Gaya Hidup Tom Hanks Mengelola Diabetes, Makan Biji-bijian hingga Rutin Olahraga

JAKARTA – Tom Hanks sudah bertahun-tahun hidup dengan kadar gula darah tinggi dan juga sang bintang telah lama menghasilkan beberapa inovasi besar untuk menjalankan kondisi kesehatannya.
Dalam sebuah pernyataan jujur di dalam The Late Show with David Letterman pada 2013, legenda Hollywood Tom Hanks membuka diri tentang diagnosis penyakit gula tipe 2 yang tersebut dialaminya. Sejak ketika itu, bintang Forrest Gump dan juga Toy Story ini mengungkapkan bahwa beliau mengendalikan kesehatannya dengan melakukan olahraga teratur, menurunkan berat badan juga mengubah pola makan.
Dikutip Mirror, Tom Hanks mengakui bahwa ia sudah pernah berjuang melawan kadar gula darah tinggi sejak usia 36 tahun. Mengenang percakapannya dengan dokternya di dalam acara itu,
“Anda tahu nomor gula darah tinggi yang dimaksud Anda alami sejak berusia 36 tahun, yah Anda sudah ada lulus. Anda menderita penyakit gula tipe 2, anak muda,” kata dokter.

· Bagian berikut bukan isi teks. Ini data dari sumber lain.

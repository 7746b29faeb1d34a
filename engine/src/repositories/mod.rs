pub mod attendance;
pub mod geofence;
pub mod holiday;
pub mod leave_balance;
pub mod leave_request;
pub mod timesheet;
pub mod transaction;

pub use attendance::{AttendanceRepository, AttendanceRepositoryTrait};
pub use geofence::{GeofenceRepository, GeofenceRepositoryTrait};
pub use holiday::{HolidayRepository, HolidayRepositoryTrait};
pub use leave_balance::{LeaveBalanceRepository, LeaveBalanceRepositoryTrait};
pub use leave_request::{LeaveRequestRepository, LeaveRequestRepositoryTrait};
pub use timesheet::{TimesheetRepository, TimesheetRepositoryTrait};
pub use transaction::*;
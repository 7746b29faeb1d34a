pub mod attendance;
pub mod geofence;
pub mod holiday;
pub mod leave;
pub mod ports;
pub mod timesheet;

pub use attendance::AttendanceService;
pub use geofence::GeofenceService;
pub use holiday::HolidayService;
pub use leave::LeaveService;
pub use ports::{EmployeeDirectory, NoopNotifier, Notifier};
pub use timesheet::TimesheetService;
//! Holiday calendar.
//!
//! Read-only interval store over the `public_holidays` rows, plus the HR
//! maintenance operations (create, logical delete, yearly seeding). Serves
//! two consumers: the leave validator's working-days utility and the
//! timesheet aggregator's holiday-overtime tagging.

use chrono::NaiveDate;
use validator::Validate;

use crate::db::DbPool;
use crate::error::EngineError;
use crate::models::holiday::{
    default_uae_holidays, holiday_days_within, CreateHolidayPayload, PublicHoliday,
};
use crate::repositories::{HolidayRepository, HolidayRepositoryTrait};
use crate::types::{EmployeeId, HolidayId};

pub struct HolidayService<H = HolidayRepository> {
    db: DbPool,
    holidays: H,
}

impl HolidayService {
    pub fn new(db: DbPool) -> Self {
        Self::with_parts(db, HolidayRepository::new())
    }
}

impl<H> HolidayService<H>
where
    H: HolidayRepositoryTrait,
{
    pub fn with_parts(db: DbPool, holidays: H) -> Self {
        Self { db, holidays }
    }

    /// Active holidays intersecting [start, end], ordered by start date.
    pub async fn holidays_in_range(
        &self,
        start_date: NaiveDate,
        end_date: NaiveDate,
    ) -> Result<Vec<PublicHoliday>, EngineError> {
        if end_date < start_date {
            return Err(EngineError::InvalidDateRange);
        }
        self.holidays.find_in_range(&self.db, start_date, end_date).await
    }

    /// The active holiday covering a date, if any.
    pub async fn is_holiday(
        &self,
        date: NaiveDate,
    ) -> Result<Option<PublicHoliday>, EngineError> {
        self.holidays.find_on(&self.db, date).await
    }

    /// Holiday day-count inside [start, end]; multi-day holidays
    /// contribute only their intersected days.
    pub async fn holiday_days_in_range(
        &self,
        start_date: NaiveDate,
        end_date: NaiveDate,
    ) -> Result<i64, EngineError> {
        let holidays = self.holidays_in_range(start_date, end_date).await?;
        Ok(holiday_days_within(&holidays, start_date, end_date))
    }

    /// Active holidays of a year.
    pub async fn holidays_for_year(
        &self,
        year: i32,
    ) -> Result<Vec<PublicHoliday>, EngineError> {
        self.holidays.list_for_year(&self.db, year).await
    }

    /// HR entry of a holiday row.
    pub async fn create_holiday(
        &self,
        payload: CreateHolidayPayload,
        created_by: Option<EmployeeId>,
    ) -> Result<PublicHoliday, EngineError> {
        payload.validate()?;
        if payload.end_date < payload.start_date {
            return Err(EngineError::InvalidDateRange);
        }
        let holiday = PublicHoliday::new(payload, created_by);
        self.holidays.insert(&self.db, &holiday).await
    }

    /// Logical delete.
    pub async fn deactivate_holiday(&self, id: HolidayId) -> Result<(), EngineError> {
        let touched = self.holidays.deactivate(&self.db, id).await?;
        if touched == 0 {
            return Err(EngineError::NotFound("public holiday".into()));
        }
        Ok(())
    }

    /// Seed the fixed-date UAE official holidays for a year. Returns the
    /// created rows; moon-sighting holidays are entered by HR separately.
    pub async fn seed_uae_defaults(
        &self,
        year: i32,
        created_by: Option<EmployeeId>,
    ) -> Result<Vec<PublicHoliday>, EngineError> {
        let mut created = Vec::new();
        for payload in default_uae_holidays(year) {
            created.push(self.create_holiday(payload, created_by).await?);
        }
        Ok(created)
    }
}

“Baiklah, saya akan menderita diabetes mellitus tipe 2 lantaran bukan mungkin saja saya sanggup menimbang [berat badan saya] seperti pada waktu SMA,” kata Tom Hanks.

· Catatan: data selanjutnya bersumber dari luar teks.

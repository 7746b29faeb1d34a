//! Typed ID wrappers for compile-time type safety.
//!
//! These types wrap UUIDs to prevent accidental mixing of different entity IDs.

use serde::{Deserialize, Serialize};
use std::fmt;
use std::str::FromStr;
use uuid::Uuid;

/// Macro to generate typed ID wrappers with common trait implementations.
macro_rules! typed_id {
    ($name:ident, $doc:literal) => {
        #[doc = $doc]
        #[derive(
            Debug, Clone, Copy, PartialEq, Eq, Hash, Serialize, Deserialize, sqlx::Type,
        )]
        #[sqlx(transparent)]
        pub struct $name(Uuid);

        impl $name {
            /// Creates a new random ID.
            pub fn new() -> Self {
                Self(Uuid::new_v4())
            }

            /// Creates an ID from an existing UUID.
            pub fn from_uuid(uuid: Uuid) -> Self {
                Self(uuid)
            }

            /// Returns the inner UUID.
            pub fn as_uuid(&self) -> &Uuid {
                &self.0
            }
        }

        impl Default for $name {
            fn default() -> Self {
                Self::new()
            }
        }

        impl fmt::Display for $name {
            fn fmt(&self, f: &mut fmt::Formatter<'_>) -> fmt::Result {
                write!(f, "{}", self.0)
            }
        }

        impl FromStr for $name {
            type Err = uuid::Error;

            fn from_str(s: &str) -> Result<Self, Self::Err> {
                Ok(Self(Uuid::parse_str(s)?))
            }
        }

        impl From<Uuid> for $name {
            fn from(uuid: Uuid) -> Self {
                Self(uuid)
            }
        }

        impl From<$name> for Uuid {
            fn from(id: $name) -> Self {
                id.0
            }
        }

        impl From<$name> for String {
            fn from(id: $name) -> Self {
                id.0.to_string()
            }
        }
    };
}

// Define all typed IDs
typed_id!(EmployeeId, "Unique identifier for an employee.");
typed_id!(AttendanceRecordId, "Unique identifier for a daily attendance record.");
typed_id!(LeaveRequestId, "Unique identifier for a leave request.");
typed_id!(LeaveBalanceId, "Unique identifier for a leave balance row.");
typed_id!(HolidayId, "Unique identifier for a public holiday.");
typed_id!(GeofenceId, "Unique identifier for a geofence.");
typed_id!(TimesheetId, "Unique identifier for a monthly timesheet.");
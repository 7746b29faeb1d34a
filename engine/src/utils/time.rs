use chrono::{DateTime, Datelike, Duration, NaiveDate, Utc, Weekday};
use chrono_tz::Tz;

/// Returns the current time in the configured timezone.
pub fn now_in_timezone(tz: &Tz) -> DateTime<Tz> {
    Utc::now().with_timezone(tz)
}

/// Returns the current UTC time, aligned with the configured timezone.
pub fn now_utc(tz: &Tz) -> DateTime<Utc> {
    now_in_timezone(tz).with_timezone(&Utc)
}

/// Returns today's date in the configured timezone.
pub fn today_local(tz: &Tz) -> NaiveDate {
    now_in_timezone(tz).date_naive()
}

/// First and last day of a calendar month, both inclusive.
pub fn month_bounds(year: i32, month: u32) -> Option<(NaiveDate, NaiveDate)> {
    let first = NaiveDate::from_ymd_opt(year, month, 1)?;
    let (next_year, next_month) = if month == 12 {
        (year + 1, 1)
    } else {
        (year, month + 1)
    };
    let last = NaiveDate::from_ymd_opt(next_year, next_month, 1)? - Duration::days(1);
    Some((first, last))
}

/// The UAE weekend is fixed at Friday/Saturday.
pub fn is_weekend(date: NaiveDate) -> bool {
    matches!(date.weekday(), Weekday::Fri | Weekday::Sat)
}

/// Number of Friday/Saturday days in [start, end] inclusive.
pub fn weekend_days_between(start: NaiveDate, end: NaiveDate) -> i64 {
    if end < start {
        return 0;
    }
    start
        .iter_days()
        .take_while(|d| *d <= end)
        .filter(|d| is_weekend(*d))
        .count() as i64
}

/// Calendar days in the month minus the fixed two-day weekend.
pub fn working_days_in_month(year: i32, month: u32) -> Option<i64> {
    let (first, last) = month_bounds(year, month)?;
    let calendar_days = (last - first).num_days() + 1;
    Some(calendar_days - weekend_days_between(first, last))
}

Hanks kemudian merenungkan dampak berat badan yang tersebut berfluktuasi untuk peran film terhadap kesehatannya, dengan mencatat bagaimana beliau menambah berat badan hampir dua stone untuk ‘A League of Their Own’ dengan terlalu memanjakan diri juga menghindari olahraga. Namun, ia tetap saja optimistis oleh sebab itu dokternya menyarankan bahwa mencapai berat badan target berpotensi membalikkan diabetes.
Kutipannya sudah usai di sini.